The state’s Air Resources Board approved the measure by a 9-1 vote Thursday. The regulation will require a lower “carbon intensity” in fuels starting in 2011.
It also includes land-use changes due to ethanol production in assessments of ethanol’s carbon intensity, a facet of the rule fiercely opposed by the ethanol industry.
The change would mean that emissions stemming from crop production, including the destruction of forestland or pasture to make way for crops, would be added to ethanol’s carbon footprint.
The decision is a long-term roadblock that indicates “less of a bright future for corn-based ethanol,” said Michael Swanson, agricultural economist with Wells Fargo.

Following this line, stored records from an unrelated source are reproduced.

use super::{strong, JobContext, JobDescription, JobOutcome, PartitionJob};
use crate::error::JobError;
use crate::model::PartitionRef;
use crate::types::FileSystem;
use std::path::Path;
use tracing::info;

/// Read-only consistency check, scheduled in front of every move.
#[derive(Debug, Clone, PartialEq, Eq)]
pub struct CheckFileSystemJob {
    partition: PartitionRef,
    fs: FileSystem,
}

impl CheckFileSystemJob {
    pub fn new(partition: PartitionRef, fs: FileSystem) -> Self {
        Self { partition, fs }
    }

    pub fn partition(&self) -> &PartitionRef {
        &self.partition
    }

    fn check(&self, ctx: &JobContext<'_>) -> Result<(), JobError> {
        if self.fs.fsck_command().is_none() {
            info!(
                "No checker for {} on {}, nothing to check",
                self.fs, self.partition
            );
            return Ok(());
        }
        ctx.storage
            .tools()
            .fsck(&self.partition.node(), self.fs)
            .map_err(|e| {
                e.into_job_error(|details| JobError::FsckFailed {
                    partition: self.partition.to_string(),
                    details,
                })
            })?;
        info!("File system on {} is clean", self.partition);
        Ok(())
    }
}

impl PartitionJob for CheckFileSystemJob {
    fn describe(&self) -> JobDescription {
        JobDescription {
            summary: format!("Check file system on partition {}.", self.partition),
            rich_summary: format!("Check file system on partition {}.", strong(&self.partition)),
            status: format!("Checking file system on partition {}.", self.partition),
        }
    }

    fn run(&self, ctx: &JobContext<'_>) -> JobOutcome {
        self.check(ctx).map(|()| Vec::new()).into()
    }

    fn is_destructive(&self) -> bool {
        false
    }

    fn device(&self) -> &Path {
        &self.partition.device
    }
}
proptest! {
    /// No two entries ever share a byte
    #[test]
    fn entries_never_overlap(kind in kind_strategy(), ops in prop::collection::vec(op_strategy(), 0..40)) {
        let mut table = PartitionTable::new(kind, mb_to_bytes(DISK_MB), 512);
        apply_ops(&mut table, &ops);

        let parts = table.partitions();
        for (i, a) in parts.iter().enumerate() {
            for b in &parts[i + 1..] {
                prop_assert!(a.end <= b.start || b.end <= a.start,
                    "{} [{}..{}) overlaps {} [{}..{})", a.number, a.start, a.end, b.number, b.start, b.end);
            }
        }
        prop_assert!(table.validate().is_ok());
    }

    /// Allocated ranges lie within [first_usable, last_usable)
    #[test]
    fn entries_stay_in_usable_area(kind in kind_strategy(), ops in prop::collection::vec(op_strategy(), 0..40)) {
        let mut table = PartitionTable::new(kind, mb_to_bytes(DISK_MB), 512);
        apply_ops(&mut table, &ops);

        for p in table.partitions() {
            prop_assert!(p.start >= table.first_usable);
            prop_assert!(p.end <= table.last_usable);
            prop_assert!(p.start < p.end);
            prop_assert_eq!(p.start % table.sector_size, 0);
        }
    }

    /// Allocated plus free bytes cover the usable area exactly once
    #[test]
    fn free_space_is_complement(kind in kind_strategy(), ops in prop::collection::vec(op_strategy(), 0..40)) {
        let mut table = PartitionTable::new(kind, mb_to_bytes(DISK_MB), 512);
        apply_ops(&mut table, &ops);

        let mut ranges: Vec<(u64, u64)> = table.partitions().iter().map(|p| (p.start, p.end)).collect();
        let free = table.free_space();
        for f in &free {
            prop_assert!(!f.inside_extended);
            prop_assert!(f.size() > 0);
            for p in table.partitions() {
                prop_assert!(!p.overlaps(f.start, f.end));
            }
        }
        ranges.extend(free.iter().map(|f| (f.start, f.end)));
        ranges.sort();

        let mut cursor = table.first_usable;
        for (start, end) in ranges {
            prop_assert_eq!(start, cursor);
            cursor = end;
        }
        prop_assert_eq!(cursor, table.last_usable);
    }

    /// Automatic placement is MiB aligned and never fails while a range fits
    #[test]
    fn automatic_placement_fits_first_range(sizes in prop::collection::vec(1u64..900, 1..8)) {
        let mut table = PartitionTable::new(TableKind::Gpt, mb_to_bytes(DISK_MB), 512);
        for size_mb in sizes {
            let wanted = mb_to_bytes(size_mb);
            let fits = table.free_space().iter().any(|f| {
                let start = f.start.div_ceil(MIB) * MIB;
                start + wanted <= f.end
            });
            let result = table.add_partition(request(size_mb, None));
            prop_assert_eq!(result.is_ok(), fits);
            if let Ok(p) = result {
                prop_assert_eq!(p.start % MIB, 0);
                prop_assert_eq!(p.size(), wanted);
            }
        }
    }

    /// MBR: at most four top-level entries and one extended
    #[test]
    fn mbr_quotas_hold(roles in prop::collection::vec(
        prop_oneof![Just(PartitionRole::Primary), Just(PartitionRole::Extended)], 1..10))
    {
        let mut table = PartitionTable::new(TableKind::Mbr, mb_to_bytes(DISK_MB), 512);
        for role in roles {
            let before = table.clone();
            let result = table.add_partition(NewPartition { role, ..request(100, None) });
            match result {
                Ok(_) => {}
                Err(TableError::TooManyPrimaries) => {
                    prop_assert_eq!(before.primary_count(), 4);
                    prop_assert_eq!(&table, &before);
                }
                Err(TableError::ExtendedExists) => {
                    prop_assert!(before.extended().is_some());
                    prop_assert_eq!(&table, &before);
                }
                Err(e) => prop_assert!(false, "unexpected {}", e),
            }
            prop_assert!(table.primary_count() <= 4);
            let extended = table.partitions().iter().filter(|p| p.role == PartitionRole::Extended).count();
            prop_assert!(extended <= 1);
        }
    }
}
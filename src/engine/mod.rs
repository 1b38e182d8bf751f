//! Engine modules: the layer that translates what the operator wants into jobs.
//!
//! The engine sits between the plan file (desired layout) and execution
//! (the job queue). It generates ordered, validated job lists.

pub mod plan;

pub use plan::{build_plan, PlanStep, Plan, PlanError, PlanFile};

“We went from having endless ethanol growth to having: ‘hmm, what kind of future do we have there anyway?’” Mr. Swanson said.
The ethanol market has broader economic concerns, analysts said. Chad Henderson, analyst for Prime Ag Consultants, said that corn traders see ethanol demand as more politically motivated than economically driven.
He said he isn’t anti-ethanol or pro-ethanol, “but at some point down the road, you would think ethanol needs to stand on its own two feet economically.”
Mr. Swanson said that main problems facing ethanol are weak demand and improved fuel efficiency, which could cause a cut in ethanol demand even as it increases market share. He said there is little bullish news emerging from the ethanol market for corn traders.